Because every decision an agent makes flows through the platform as a typed message, the platform can capture complete state at every step. This is what makes rewind and branching possible — the agent doesn't need to do anything special.

Lifecycle

stateDiagram-v2
    [*] --> Registered: agent.toml loaded
    Registered --> Validated: requirements checked
    Validated --> Running: runtime started
    Running --> Running: processing messages
    Running --> Completed: session ends
    Completed --> [*]
1. Registration — the manifest is loaded, the agent is registered with the registry, and an Ed25519 identity key pair is provisioned 2. Validation — requirements are checked against the registry (models exist? services available? runtime supported?) 3. Running — the container starts, the REPL session activates, and the agent processes messages. Every inference call, storage write, and delegation is recorded as a DAG node. 4. Completion — the session ends and the final state is committed to the timeline

Runtime Types

Agents can execute on different runtimes:

  • Container — OCI containers via Podman (default). Any language, full isolation.
  • Lambda — AWS Lambda functions. Same agent manifest, serverless execution.
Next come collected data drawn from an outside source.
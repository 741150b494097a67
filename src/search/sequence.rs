//! Resources produced by a search

use crate::error::RepoResult;
use crate::mode::MetadataMode;
use crate::rdf::{Graph, Metadata, NamedNode, RdfSubject};
use crate::repo::Repo;
use crate::resource::RepoResource;

/// Finite, single-pass sequence of resource handles from one search response.
///
/// Handles are built on demand from the response graph and come back with
/// their metadata already loaded. Further pages require a new search call.
#[derive(Debug)]
pub struct ResourceSequence {
    repo: Repo,
    graph: Graph,
    matches: std::vec::IntoIter<NamedNode>,
    mode: MetadataMode,
    count: u64,
}

impl ResourceSequence {
    /// Split a search response into matches and their metadata.
    ///
    /// Matches are the subjects flagged with the schema's search-match
    /// predicate, ordered by their search-order value. The search bookkeeping
    /// triples are stripped from the metadata handed to the resources.
    pub(crate) fn from_response(repo: Repo, mut graph: Graph, mode: MetadataMode) -> RepoResult<Self> {
        let schema = repo.schema();
        let match_predicate = schema.search_match()?;
        let order_predicate = schema.search_order()?;
        let count_predicate = schema.search_count()?;

        let mut ranked: Vec<(Option<i64>, usize, NamedNode)> = Vec::new();
        for triple in graph.iter().filter(|t| t.predicate == match_predicate) {
            let Some(node) = triple.subject.as_named_node() else {
                continue;
            };
            if ranked.iter().any(|(_, _, n)| n == node) {
                continue;
            }
            let position = graph
                .objects(&triple.subject, &order_predicate)
                .find_map(|o| o.as_literal())
                .and_then(|l| l.value().trim().parse::<i64>().ok());
            ranked.push((position, ranked.len(), node.clone()));
        }
        // unranked matches keep response order after the ranked ones
        ranked.sort_by_key(|(position, seen, _)| (position.is_none(), *position, *seen));

        let base = RdfSubject::NamedNode(NamedNode::new(repo.base_url())?);
        let count = graph
            .objects(&base, &count_predicate)
            .find_map(|o| o.as_literal())
            .and_then(|l| l.value().trim().parse::<u64>().ok())
            .unwrap_or(ranked.len() as u64);

        graph.retain(|t| {
            t.predicate != match_predicate
                && t.predicate != order_predicate
                && t.predicate != count_predicate
        });

        let matches: Vec<NamedNode> = ranked.into_iter().map(|(_, _, node)| node).collect();
        Ok(Self {
            repo,
            graph,
            matches: matches.into_iter(),
            mode,
            count,
        })
    }

    /// Total number of matches reported by the repository
    pub fn total_count(&self) -> u64 {
        self.count
    }

    /// Number of handles left in this page
    pub fn remaining(&self) -> usize {
        self.matches.len()
    }

    pub fn is_empty(&self) -> bool {
        self.matches.len() == 0
    }
}

impl Iterator for ResourceSequence {
    type Item = RepoResource;

    fn next(&mut self) -> Option<Self::Item> {
        let uri = self.matches.next()?;
        let graph = match self.mode {
            MetadataMode::Resource => {
                let root = RdfSubject::NamedNode(uri.clone());
                self.graph.triples_with_subject(&root).cloned().collect()
            }
            MetadataMode::Neighbors | MetadataMode::Relatives => self.graph.clone(),
        };
        Some(RepoResource::from_metadata(
            self.repo.clone(),
            Metadata::from_graph(uri, graph),
        ))
    }

    fn size_hint(&self) -> (usize, Option<usize>) {
        self.matches.size_hint()
    }
}

impl ExactSizeIterator for ResourceSequence {}
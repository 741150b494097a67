//! Search request configuration

use crate::config::HeaderNames;
use crate::mode::MetadataMode;

/// Pagination, scope, ordering and full-text options of a search.
///
/// Everything except the metadata scope travels in the request body (see
/// [`SearchConfig::to_query`]); the scope travels in headers (see
/// [`SearchConfig::headers`]). `count` is filled in by the search call.
#[derive(Debug, Clone, PartialEq, Default)]
pub struct SearchConfig {
    pub metadata_mode: Option<MetadataMode>,
    /// Parent property used to expand [`MetadataMode::Relatives`]
    pub metadata_parent_property: Option<String>,
    pub limit: Option<u64>,
    pub offset: Option<u64>,
    /// Predicates to order by; a leading `^` sorts descending
    pub order_by: Vec<String>,
    pub order_by_lang: Option<String>,
    pub fts_query: Option<String>,
    pub fts_property: Option<String>,
    pub fts_start_sel: Option<String>,
    pub fts_stop_sel: Option<String>,
    pub fts_max_words: Option<u32>,
    pub fts_min_words: Option<u32>,
    pub fts_short_word: Option<u32>,
    pub fts_max_fragments: Option<u32>,
    pub fts_fragment_delimiter: Option<String>,
    /// Restrict the predicates returned for matched resources
    pub resource_properties: Vec<String>,
    /// Restrict the predicates returned for related resources
    pub relatives_properties: Vec<String>,
    /// Total number of matches, regardless of `limit`/`offset`
    pub count: Option<u64>,
}

fn push_opt<T: ToString>(query: &mut Vec<(String, String)>, key: &str, value: &Option<T>) {
    if let Some(value) = value {
        let value = value.to_string();
        if !value.is_empty() {
            query.push((key.to_string(), value));
        }
    }
}

fn push_list(query: &mut Vec<(String, String)>, key: &str, values: &[String]) {
    for value in values.iter().filter(|v| !v.is_empty()) {
        query.push((format!("{}[]", key), value.clone()));
    }
}

impl SearchConfig {
    pub fn new() -> Self {
        Self::default()
    }

    /// Flat key-value form of every non-empty request parameter.
    ///
    /// The metadata scope and the `count` output are never included.
    pub fn to_query(&self) -> Vec<(String, String)> {
        let mut query = Vec::new();
        push_opt(&mut query, "limit", &self.limit);
        push_opt(&mut query, "offset", &self.offset);
        push_list(&mut query, "orderBy", &self.order_by);
        push_opt(&mut query, "orderByLang", &self.order_by_lang);
        push_opt(&mut query, "ftsQuery", &self.fts_query);
        push_opt(&mut query, "ftsProperty", &self.fts_property);
        push_opt(&mut query, "ftsStartSel", &self.fts_start_sel);
        push_opt(&mut query, "ftsStopSel", &self.fts_stop_sel);
        push_opt(&mut query, "ftsMaxWords", &self.fts_max_words);
        push_opt(&mut query, "ftsMinWords", &self.fts_min_words);
        push_opt(&mut query, "ftsShortWord", &self.fts_short_word);
        push_opt(&mut query, "ftsMaxFragments", &self.fts_max_fragments);
        push_opt(&mut query, "ftsFragmentDelimiter", &self.fts_fragment_delimiter);
        push_list(&mut query, "resourceProperties", &self.resource_properties);
        push_list(&mut query, "relativesProperties", &self.relatives_properties);
        query
    }

    /// [`to_query`](Self::to_query) as a URL-encoded string
    pub fn to_query_string(&self) -> String {
        super::form::encode(&self.to_query())
    }

    /// Read the request parameters back from form fields.
    ///
    /// Unknown keys and unparsable numbers are ignored.
    pub fn from_pairs(pairs: &[(String, String)]) -> Self {
        let mut config = Self::default();
        for (key, value) in pairs {
            match key.as_str() {
                "limit" => config.limit = value.parse().ok(),
                "offset" => config.offset = value.parse().ok(),
                "orderBy[]" => config.order_by.push(value.clone()),
                "orderByLang" => config.order_by_lang = Some(value.clone()),
                "ftsQuery" => config.fts_query = Some(value.clone()),
                "ftsProperty" => config.fts_property = Some(value.clone()),
                "ftsStartSel" => config.fts_start_sel = Some(value.clone()),
                "ftsStopSel" => config.fts_stop_sel = Some(value.clone()),
                "ftsMaxWords" => config.fts_max_words = value.parse().ok(),
                "ftsMinWords" => config.fts_min_words = value.parse().ok(),
                "ftsShortWord" => config.fts_short_word = value.parse().ok(),
                "ftsMaxFragments" => config.fts_max_fragments = value.parse().ok(),
                "ftsFragmentDelimiter" => config.fts_fragment_delimiter = Some(value.clone()),
                "resourceProperties[]" => config.resource_properties.push(value.clone()),
                "relativesProperties[]" => config.relatives_properties.push(value.clone()),
                _ => {}
            }
        }
        config
    }

    /// Scope-control headers; unset values produce no header
    pub fn headers(&self, names: &HeaderNames) -> Vec<(String, String)> {
        let mut headers = Vec::new();
        if let Some(mode) = self.metadata_mode {
            headers.push((names.metadata_read_mode.clone(), mode.as_str().to_string()));
        }
        if let Some(parent) = self.metadata_parent_property.as_ref().filter(|p| !p.is_empty()) {
            headers.push((names.metadata_parent_property.clone(), parent.clone()));
        }
        headers
    }
}

#[cfg(test)]
mod tests {
    use super::*;

    #[test]
    fn test_query_skips_scope_and_empty_fields() {
        let config = SearchConfig {
            metadata_mode: Some(MetadataMode::Relatives),
            metadata_parent_property: Some("https://vocab.example.org/isPartOf".to_string()),
            fts_query: Some(String::new()),
            count: Some(12),
            ..Default::default()
        };
        assert!(config.to_query().is_empty());
    }

    #[test]
    fn test_query_fields() {
        let config = SearchConfig {
            limit: Some(10),
            offset: Some(0),
            order_by: vec!["^https://vocab.example.org/date".to_string()],
            fts_query: Some("annual".to_string()),
            fts_max_fragments: Some(3),
            ..Default::default()
        };
        let query = config.to_query();
        assert_eq!(
            query,
            vec![
                ("limit".to_string(), "10".to_string()),
                ("offset".to_string(), "0".to_string()),
                ("orderBy[]".to_string(), "^https://vocab.example.org/date".to_string()),
                ("ftsQuery".to_string(), "annual".to_string()),
                ("ftsMaxFragments".to_string(), "3".to_string()),
            ]
        );
        assert_eq!(SearchConfig::from_pairs(&query), config);
        assert!(config.to_query_string().starts_with("limit=10&offset=0&orderBy%5B%5D="));
    }

    #[test]
    fn test_headers() {
        let names = HeaderNames::default();
        assert!(SearchConfig::default().headers(&names).is_empty());

        let config = SearchConfig {
            metadata_mode: Some(MetadataMode::Neighbors),
            metadata_parent_property: Some(String::new()),
            ..Default::default()
        };
        assert_eq!(
            config.headers(&names),
            vec![("X-METADATA-READ-MODE".to_string(), "neighbors".to_string())]
        );
    }
}
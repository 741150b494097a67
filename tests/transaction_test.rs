//! Integration tests for repository transactions

mod common;

use common::*;
use rdfrepo::rdf::Literal;
use rdfrepo::{MetadataMode, RepoError, UpdateMode};

#[tokio::test]
async fn test_requests_carry_transaction_id() {
    let (memory, repo) = setup();
    let uri = memory.insert(titled("Report")).await.unwrap();

    let id = repo.begin_transaction().await.unwrap();
    assert!(repo.in_transaction().await);
    assert_eq!(repo.transaction_id().await.as_deref(), Some(id.as_str()));

    let mut resource = repo.resource(uri.as_str()).unwrap();
    resource.load_metadata(false, MetadataMode::Resource, None).await.unwrap();
    repo.prolong().await.unwrap();
    repo.commit().await.unwrap();
    assert!(!repo.in_transaction().await);

    let requests = memory.requests().await;
    let methods: Vec<&str> = requests.iter().map(|r| r.method.as_str()).collect();
    assert_eq!(methods, vec!["POST", "GET", "PATCH", "PUT"]);
    assert_eq!(requests[0].header("X-TRANSACTION-ID"), None);
    for request in &requests[1..] {
        assert_eq!(request.header("X-TRANSACTION-ID"), Some(id.as_str()));
    }
}

#[tokio::test]
async fn test_rollback_restores_state() {
    let (memory, repo) = setup();
    let uri = memory.insert(titled("Original")).await.unwrap();

    repo.begin_transaction().await.unwrap();
    let mut resource = repo.resource(uri.as_str()).unwrap();
    let metadata = resource.metadata_mut().await.unwrap();
    metadata.delete_all(&pred(TITLE));
    metadata.add_literal(pred(TITLE), Literal::new_simple_literal("Changed"));
    resource.update_metadata(UpdateMode::Merge, MetadataMode::Resource).await.unwrap();

    let created = repo
        .create_resource(titled("Temporary"), None, MetadataMode::Resource)
        .await
        .unwrap();
    assert!(memory.contains(created.uri()).await);

    repo.rollback().await.unwrap();

    assert!(!memory.contains(created.uri()).await);
    let stored = memory.metadata_of(&uri).await.unwrap();
    assert_eq!(stored.get_literal(&pred(TITLE)).map(|l| l.value()), Some("Original"));
}

#[tokio::test]
async fn test_commit_keeps_changes() {
    let (memory, repo) = setup();

    repo.begin_transaction().await.unwrap();
    let created = repo
        .create_resource(titled("Kept"), None, MetadataMode::Resource)
        .await
        .unwrap();
    repo.commit().await.unwrap();

    assert!(memory.contains(created.uri()).await);
}

#[tokio::test]
async fn test_ending_without_transaction_fails() {
    let (memory, repo) = setup();

    assert!(matches!(repo.commit().await, Err(RepoError::InvalidState(_))));
    assert!(matches!(repo.rollback().await, Err(RepoError::InvalidState(_))));
    assert!(matches!(repo.prolong().await, Err(RepoError::InvalidState(_))));
    assert!(memory.requests().await.is_empty());
}

#[tokio::test]
async fn test_second_transaction_is_refused() {
    let (_memory, repo) = setup();
    let clone = repo.clone();

    repo.begin_transaction().await.unwrap();
    assert!(clone.in_transaction().await);

    let err = clone.begin_transaction().await.unwrap_err();
    assert_eq!(err.status().map(|s| s.as_u16()), Some(409));
}
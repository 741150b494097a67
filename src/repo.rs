//! Repo: connection to one repository
//!
//! Resolves identifiers, runs searches, creates resources and dispatches
//! every request made by resource handles.

use crate::config::{HeaderNames, RepoConfig};
use crate::error::{RepoError, RepoResult};
use crate::mode::{MetadataMode, UpdateMode};
use crate::rdf::{Metadata, RdfParser};
use crate::resource::{BinaryPayload, RepoResource};
use crate::schema::Schema;
use crate::search::{form, ResourceSequence, SearchConfig, SearchTerm, ValueType};
use crate::transport::{HttpTransport, RepoRequest, RepoResponse, Transport};
use oxiri::Iri;
use reqwest::header::{CONTENT_TYPE, LOCATION};
use reqwest::Method;
use std::path::Path;
use std::sync::Arc;
use tokio::sync::RwLock;
use tracing::{debug, info};

struct RepoInner {
    config: RepoConfig,
    base_url: String,
    schema: Schema,
    transport: Arc<dyn Transport>,
    transaction: RwLock<Option<String>>,
}

/// Connection to a repository.
///
/// Cheap to clone; clones share the transport and the transaction state, so
/// a `Repo` can be handed to any number of resource handles and tasks.
#[derive(Clone)]
pub struct Repo {
    inner: Arc<RepoInner>,
}

impl Repo {
    /// Create a connection over an arbitrary transport
    pub fn new(config: RepoConfig, transport: Arc<dyn Transport>) -> RepoResult<Self> {
        let base_url = config.base_url();
        Iri::parse(base_url.as_str()).map_err(|e| {
            RepoError::Configuration(format!("invalid base URL '{}': {}", base_url, e))
        })?;
        let schema = Schema::new(config.schema.clone());
        Ok(Self {
            inner: Arc::new(RepoInner {
                config,
                base_url,
                schema,
                transport,
                transaction: RwLock::new(None),
            }),
        })
    }

    /// Connect over HTTP
    pub fn connect(config: RepoConfig) -> RepoResult<Self> {
        let transport = HttpTransport::new(&config.rest)?;
        Self::new(config, Arc::new(transport))
    }

    /// Connect over HTTP using a YAML configuration file
    pub fn from_config_file(path: impl AsRef<Path>) -> RepoResult<Self> {
        Self::connect(RepoConfig::from_file(path)?)
    }

    /// API base URL, ending with `/`
    pub fn base_url(&self) -> &str {
        &self.inner.base_url
    }

    pub fn schema(&self) -> &Schema {
        &self.inner.schema
    }

    pub fn config(&self) -> &RepoConfig {
        &self.inner.config
    }

    /// Wire name of a repository-specific header, by logical name
    pub fn header_name(&self, logical_name: &str) -> Option<&str> {
        self.inner.config.rest.headers.get(logical_name)
    }

    pub(crate) fn headers(&self) -> &HeaderNames {
        &self.inner.config.rest.headers
    }

    /// Send a request, attaching the current transaction.
    ///
    /// Non-success statuses are turned into [`RepoError::Transport`].
    pub async fn send_request(&self, mut request: RepoRequest) -> RepoResult<RepoResponse> {
        if let Some(transaction) = self.inner.transaction.read().await.as_ref() {
            let name = &self.headers().transaction_id;
            if request.header_value(name).is_none() {
                request.headers.push((name.clone(), transaction.clone()));
            }
        }
        let method = request.method.clone();
        let url = request.url.clone();

        let response = self.inner.transport.send(request).await?;
        debug!("{} {} -> {}", method, url, response.status);
        if response.status.is_success() {
            return Ok(response);
        }

        let body = String::from_utf8_lossy(&response.body).trim().to_string();
        let message = if body.is_empty() {
            format!(
                "{} {}: {}",
                method,
                url,
                response.status.canonical_reason().unwrap_or("request failed")
            )
        } else {
            format!("{} {}: {}", method, url, body)
        };
        Err(RepoError::Transport {
            status: response.status,
            message,
        })
    }

    /// Handle for a known resource URI; nothing is fetched
    pub fn resource(&self, uri: &str) -> RepoResult<RepoResource> {
        RepoResource::new(self.clone(), uri)
    }

    /// Resolve one identifier
    pub async fn get_resource_by_id(&self, id: &str) -> RepoResult<RepoResource> {
        self.get_resource_by_ids(&[id]).await
    }

    /// Resolve a set of identifiers that must all denote the same resource.
    ///
    /// Fails with [`RepoError::NotFound`] when nothing matches and with
    /// [`RepoError::AmbiguousMatch`] when the identifiers resolve to more than
    /// one resource.
    pub async fn get_resource_by_ids<S: AsRef<str>>(&self, ids: &[S]) -> RepoResult<RepoResource> {
        let ids: Vec<String> = ids.iter().map(|id| id.as_ref().to_string()).collect();
        if ids.is_empty() {
            return Err(RepoError::NotFound("no identifiers given".to_string()));
        }
        let id_property = self.schema().id()?;
        let term = SearchTerm::any_of(id_property.as_str(), ids.iter().cloned())
            .with_type(ValueType::Relation);
        let mut config = SearchConfig {
            metadata_mode: Some(MetadataMode::Resource),
            ..Default::default()
        };

        let mut matches = self.get_resources_by_search_terms(&[term], &mut config).await?;
        match matches.remaining() {
            0 => Err(RepoError::NotFound(ids.join(", "))),
            1 => matches
                .next()
                .ok_or_else(|| RepoError::NotFound(ids.join(", "))),
            n => Err(RepoError::AmbiguousMatch(format!(
                "{} resources match {}",
                n,
                ids.join(", ")
            ))),
        }
    }

    /// Resources matching all `terms`.
    ///
    /// `config.count` receives the total number of matches.
    pub async fn get_resources_by_search_terms(
        &self,
        terms: &[SearchTerm],
        config: &mut SearchConfig,
    ) -> RepoResult<ResourceSequence> {
        let form = terms
            .iter()
            .enumerate()
            .flat_map(|(n, term)| term.to_form_data(n))
            .collect();
        self.search(form, config).await
    }

    /// Resources returned by a server-side SQL query selecting `id`s.
    ///
    /// `config.count` receives the total number of matches.
    pub async fn get_resources_by_sql_query<S: AsRef<str>>(
        &self,
        query: &str,
        params: &[S],
        config: &mut SearchConfig,
    ) -> RepoResult<ResourceSequence> {
        let mut form = vec![("sql".to_string(), query.to_string())];
        form.extend(
            params
                .iter()
                .map(|p| ("sqlParam[]".to_string(), p.as_ref().to_string())),
        );
        self.search(form, config).await
    }

    async fn search(
        &self,
        mut form: Vec<(String, String)>,
        config: &mut SearchConfig,
    ) -> RepoResult<ResourceSequence> {
        form.extend(config.to_query());
        let mut request = RepoRequest::new(Method::POST, format!("{}search", self.base_url()))
            .header(CONTENT_TYPE.as_str(), form::FORM_CONTENT_TYPE)
            .body(form::encode(&form));
        for (name, value) in config.headers(self.headers()) {
            request = request.header(name, value);
        }

        let response = self.send_request(request).await?;
        let graph = RdfParser::parse_response(&response.body, response.content_type(), Some(self.base_url()))?;
        let sequence = ResourceSequence::from_response(
            self.clone(),
            graph,
            config.metadata_mode.unwrap_or_default(),
        )?;
        config.count = Some(sequence.total_count());
        debug!(
            "Search matched {} resources, {} in this page",
            sequence.total_count(),
            sequence.remaining()
        );
        Ok(sequence)
    }

    /// Create a resource with the given metadata and optional binary content.
    ///
    /// The metadata's root triples are moved onto the new resource's URI.
    pub async fn create_resource(
        &self,
        metadata: Metadata,
        binary: Option<BinaryPayload>,
        read_mode: MetadataMode,
    ) -> RepoResult<RepoResource> {
        let mut request = RepoRequest::new(Method::POST, self.base_url());
        if let Some(binary) = binary {
            request = binary.attach(request);
        }
        let response = self.send_request(request).await?;
        let location = response.header(LOCATION.as_str()).ok_or_else(|| RepoError::Transport {
            status: response.status,
            message: "resource created without a Location header".to_string(),
        })?;

        let mut resource = RepoResource::new(self.clone(), location)?;
        info!("Created resource {}", location);
        resource.set_metadata(metadata)?;
        resource.update_metadata(UpdateMode::Merge, read_mode).await?;
        Ok(resource)
    }

    /// Start a transaction; subsequent requests through this connection and
    /// its clones carry its id until commit or rollback.
    pub async fn begin_transaction(&self) -> RepoResult<String> {
        let request = RepoRequest::new(Method::POST, format!("{}transaction", self.base_url()));
        let response = self.send_request(request).await?;
        let name = &self.headers().transaction_id;
        let id = response
            .header(name)
            .map(str::to_string)
            .ok_or_else(|| RepoError::Transport {
                status: response.status,
                message: format!("transaction started without a {} header", name),
            })?;
        *self.inner.transaction.write().await = Some(id.clone());
        info!("Began transaction {}", id);
        Ok(id)
    }

    /// Commit the current transaction
    pub async fn commit(&self) -> RepoResult<()> {
        self.end_transaction(Method::PUT).await?;
        Ok(())
    }

    /// Roll back the current transaction
    pub async fn rollback(&self) -> RepoResult<()> {
        self.end_transaction(Method::DELETE).await?;
        Ok(())
    }

    /// Keep the current transaction from timing out
    pub async fn prolong(&self) -> RepoResult<()> {
        self.require_transaction().await?;
        let request = RepoRequest::new(Method::PATCH, format!("{}transaction", self.base_url()));
        self.send_request(request).await?;
        Ok(())
    }

    pub async fn in_transaction(&self) -> bool {
        self.inner.transaction.read().await.is_some()
    }

    pub async fn transaction_id(&self) -> Option<String> {
        self.inner.transaction.read().await.clone()
    }

    async fn require_transaction(&self) -> RepoResult<String> {
        self.transaction_id()
            .await
            .ok_or_else(|| RepoError::InvalidState("no transaction in progress".to_string()))
    }

    async fn end_transaction(&self, method: Method) -> RepoResult<()> {
        let id = self.require_transaction().await?;
        let committing = method == Method::PUT;
        let request = RepoRequest::new(method, format!("{}transaction", self.base_url()));
        let result = self.send_request(request).await;
        // the server discards the transaction either way
        *self.inner.transaction.write().await = None;
        result?;
        if committing {
            info!("Committed transaction {}", id);
        } else {
            info!("Rolled back transaction {}", id);
        }
        Ok(())
    }
}

impl std::fmt::Debug for Repo {
    fn fmt(&self, f: &mut std::fmt::Formatter<'_>) -> std::fmt::Result {
        f.debug_struct("Repo")
            .field("base_url", &self.inner.base_url)
            .finish_non_exhaustive()
    }
}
The runtime is declared in agent.toml via the runtime field. The agent code doesn't change between runtimes.

Delegation

In a fleet, agents can delegate work to other agents. The entry agent receives user input and can route sub-tasks to specialist agents. Delegation uses the same queue-based messaging — the delegating agent sends a DelegateMessage to the target agent's queue.

Fleets

A fleet is a group of cooperating agents defined by a fleet.toml manifest. One agent is designated as the entry point; others are available for delegation. All agents share the same registry and supervisor.

fleet.toml
├── agents/
│   ├── coordinator/agent.toml    ← entry point
│   ├── researcher/agent.toml
│   └── writer/agent.toml

Knowledge Mounts

Agents can declare S3 buckets as read-only knowledge bases. The platform mounts them into the container at runtime via s3fs-fuse:

[requirements.mounts.knowledge]
s3 = "my-bucket/v0.1.0/"
path = "/knowledge"

The agent reads from /knowledge like a local filesystem. Mounts are read-only to prevent agents from modifying the knowledge base.

Identity

Each agent is assigned an Ed25519 key pair at registration time. The public key is stored in the registry alongside the agent. Agents are also identified by a ResourceId URI (e.g., http://127.0.0.1:9090/agents/echo-agent) used in queue messages, registry lookups, and logging.

For container agents, the platform captures a content-addressed image digest (sha256:...) at registration time. This enables deterministic execution by pinning the exact image, independent of mutable tags.